If I’m being honest, I’m actually more concerned about the fact that Allie is still at Crossland PS for grade 6 than I am about Mia at Mulock SS for grade 9. This ‘plan’ puts Mia in an air conditioned school, with a meter of distancing and mandatory masks for 2.5 hours every other day. Allie on the other hand is in the classroom for a full-school-day where the windows don’t open more than a crack, there’s poor ventilation, there’s no air conditioning AND there will be a full class of masked students in a regular sized classroom. Does this make me highly uncomfortable? Uh, you think? But let’s face it, life in the Berdan-Clan is pretty much just varying degrees of uncomfortable all the time .. but ya, this is a SUPER elevated level of uncomfortableness.

We had to drastically change our life in 2016 when we discovered the fear of PH in flu season – I understand that Covid and the Flu are NOT in the same league but the fear feels the same and here we are being faced with the same damn fear: a virus that could kill her. (Here’s a reminder of my rantings from our first flu season with PH): https://bebraveandsparkle.wordpress.com/2017/01/14/stop-the-reeling/ ) We adapted then and we’ll just have to adapt now. We’ll just have to suck it like we always have. And I know we can do it because we learned how to keep her safe when bugs and germs are running rampant in schools from October to April every year for flu season — and there’s a vaccine available that least protects her a little -but now- here we are in 2020 being faced with Covid-19 which is worse than the flu on steroids except instead of at least a few people getting a flu shot .. there is no Covid shot at all. For anyone. It’s not an option. Shit. Yet somehow it’s oddly comforting to be back on the same playing field as everybody else – now everyone is scared of a virus that could kill them. I’ve always said I wouldn’t wish this kind of fear on anyone else but here we are .. I’m sorry guys .. it sucks to be here 😔

So how did we decide to send them back?!! As parents of a medically fragile child we‘ve had to make many shitty decisions over the last 4 years and weighing the facts and the evidence against our emotional responses while factoring in my own mental health surrounding allowing Mia to be as ‘normal’ as possible and to enjoy the quality of life she has now against becoming more and more depressed alone in her room and not living at all.

So what was discussed during our process?

First: The numbers of Covid cases in our school district are very very low and are steadily declining.

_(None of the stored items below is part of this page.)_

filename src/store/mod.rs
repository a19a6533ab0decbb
//! Capacity store - versioned persistence contract
//!
//! Every entity is loaded together with its version and written back with
//! `save(entity, expected_version)`. A save whose expected version does not
//! match the stored one fails with [`StoreError::Conflict`] and leaves the
//! stored entity untouched. A successful save bumps the version and returns
//! the entity as stored.
//!
//! - `memory` - thread-safe in-memory implementation

pub mod memory;

use crate::domain::{
    ClientId, Facility, FacilityId, ParkingEvent, Reservation, ReservationId, ReservationStatus,
    Sector, SectorId, Version,
};
use crate::error::StoreError;
use chrono::{DateTime, Utc};

pub use memory::MemoryStore;

pub trait FacilityRepository: Send + Sync {
    fn insert_facility(&self, facility: Facility) -> Result<Facility, StoreError>;

    fn load_facility(&self, id: FacilityId) -> Result<Facility, StoreError>;

    fn all_facilities(&self) -> Vec<Facility>;
}

pub trait SectorRepository: Send + Sync {
    /// Insert a new sector. Fails with `AlreadyExists` if the facility
    /// already has a sector with the same name.
    fn insert_sector(&self, sector: Sector) -> Result<Sector, StoreError>;

    fn load_sector(&self, id: SectorId) -> Result<Sector, StoreError>;

    /// All sectors of a facility, ordered by name
    fn sectors_in(&self, facility: FacilityId) -> Vec<Sector>;

    /// Compare-and-swap write of a sector
    fn save_sector(&self, sector: Sector, expected: Version) -> Result<Sector, StoreError>;

    /// Compare-and-swap delete of a sector
    fn delete_sector(&self, id: SectorId, expected: Version) -> Result<Sector, StoreError>;
}

pub trait ReservationRepository: Send + Sync {
    fn insert_reservation(&self, reservation: Reservation) -> Result<Reservation, StoreError>;

    fn load_reservation(&self, id: ReservationId) -> Result<Reservation, StoreError>;

    /// Compare-and-swap write of a reservation
    fn save_reservation(
        &self,
        reservation: Reservation,
        expected: Version,
    ) -> Result<Reservation, StoreError>;

    fn find_reservations(&self, filter: &ReservationFilter) -> Vec<Reservation>;
}

pub trait ParkingEventRepository: Send + Sync {
    fn append_event(&self, event: ParkingEvent);

    /// Events of one reservation in the order they were appended
    fn events_for(&self, reservation: ReservationId) -> Vec<ParkingEvent>;
}

/// Everything the allocator needs from persistence
pub trait ParkingStore:
    FacilityRepository + SectorRepository + ReservationRepository + ParkingEventRepository
{
}

impl<T> ParkingStore for T where
    T: FacilityRepository + SectorRepository + ReservationRepository + ParkingEventRepository
{
}

/// Predicate for reservation queries. Unset fields match everything.
#[derive(Debug, Clone, Default)]
pub struct ReservationFilter {
    pub status: Option<ReservationStatus>,
    pub sector: Option<SectorId>,
    pub client: Option<ClientId>,
    /// Only reservations whose `begin_time` is strictly before this instant
    pub begun_before: Option<DateTime<Utc>>,
}

impl ReservationFilter {
    pub fn active() -> Self {
        Self { status: Some(ReservationStatus::Active), ..Self::default() }
    }

    pub fn in_sector(mut self, sector: SectorId) -> Self {
        self.sector = Some(sector);
        self
    }

    pub fn for_client(mut self, client: &ClientId) -> Self {
        self.client = Some(client.clone());
        self
    }

    pub fn begun_before(mut self, cutoff: DateTime<Utc>) -> Self {
        self.begun_before = Some(cutoff);
        self
    }

    pub fn matches(&self, r: &Reservation) -> bool {
        self.status.map_or(true, |s| r.status() == s)
            && self.sector.map_or(true, |s| r.sector_id() == s)
            && self.client.as_ref().map_or(true, |c| r.client_id() == c)
            && self.begun_before.map_or(true, |t| r.begin_time() < t)
    }
}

Increased sanitation: I knoooow it’s not going to be ANYthing close to what the government believes it’ll be.. but anything is better than nothing and to this point we’ve had nothing. Also, we don’t have to rely solely on the school board to keep things ‘clean’ because the whole faculty and student body don’t wanna be getting this thing either so I have to believe that they will be doing their part to protect themselves. Do I believe they’ll do it in a way that is ANYwhere close to how the government thinks they will? I’d hope so, but realistically No. But here again – anything is better than nothing aaand to this point we’ve had nothing.. So again, I miiight even say that she’s even a little safer in school now than she has been for the last 4 years.

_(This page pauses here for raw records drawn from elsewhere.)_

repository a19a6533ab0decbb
//! Infrastructure - configuration and metrics
//!
//! This module contains infrastructure concerns:
//! - `config` - Application configuration (TOML loading, defaults)
//! - `metrics` - Lock-free metrics collection

pub mod config;
pub mod metrics;

// Re-export commonly used types
pub use config::Config;
pub use metrics::Metrics;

My girls as individuals: Even with knowing the risks and responsibilities they bear by being part of our PHamily -and- knowing that school will be drastically different from what they’re used to they both reeeeallly want to go back. They’re also old enough to take safety precautions and to understand that to go to school during a pandemic will likely take a big mental and an emotional toll on them : add to that a HUGE physical one for Mia as well (it will NOT be easy for her to breathe thru a mask all day) but our girls are wise beyond their years -they’ve had to be- and we’ve taught them how to think thru big decisions like this – and I mean, THEY are the ones who will be entering these war zones .. it wouldn’t be fair if we didn’t let them be part of the narrative (did you catch that one Hamilton fans? 😉) we have to consider what they want, too. But please hear me when I tell you: If they were in grades JK-4 this wouldn’t even be a discussion.

I trust my kids: We’ve been very cognizant of germs and bugs and viruses since 2016. Between 2016-2020 they’ve learned ALOT about how to keep themselves safe from said germs and bugs and viruses. Now, were they very diligent about such things between 2016-2020? Maddeningly, NO — but you can bet your ass they are now!

But the clincher for me is this: Everyone has to wear a mask. I’m a true believer in masks and I’m glad they’ll be mandatory. Without masks in the classrooms my kids would be taking their full-time-butt-in-seat-classes in the kitchen. So yes, this one is HUGE for me and if I’m honest it was a BIG deciding factor – Do I think everyone else is going mask-up in the way the government thinks they will? Nope! I don’t but I hope they will!! And hey.. anything is better than nothing and to this point we’ve had nothing, so..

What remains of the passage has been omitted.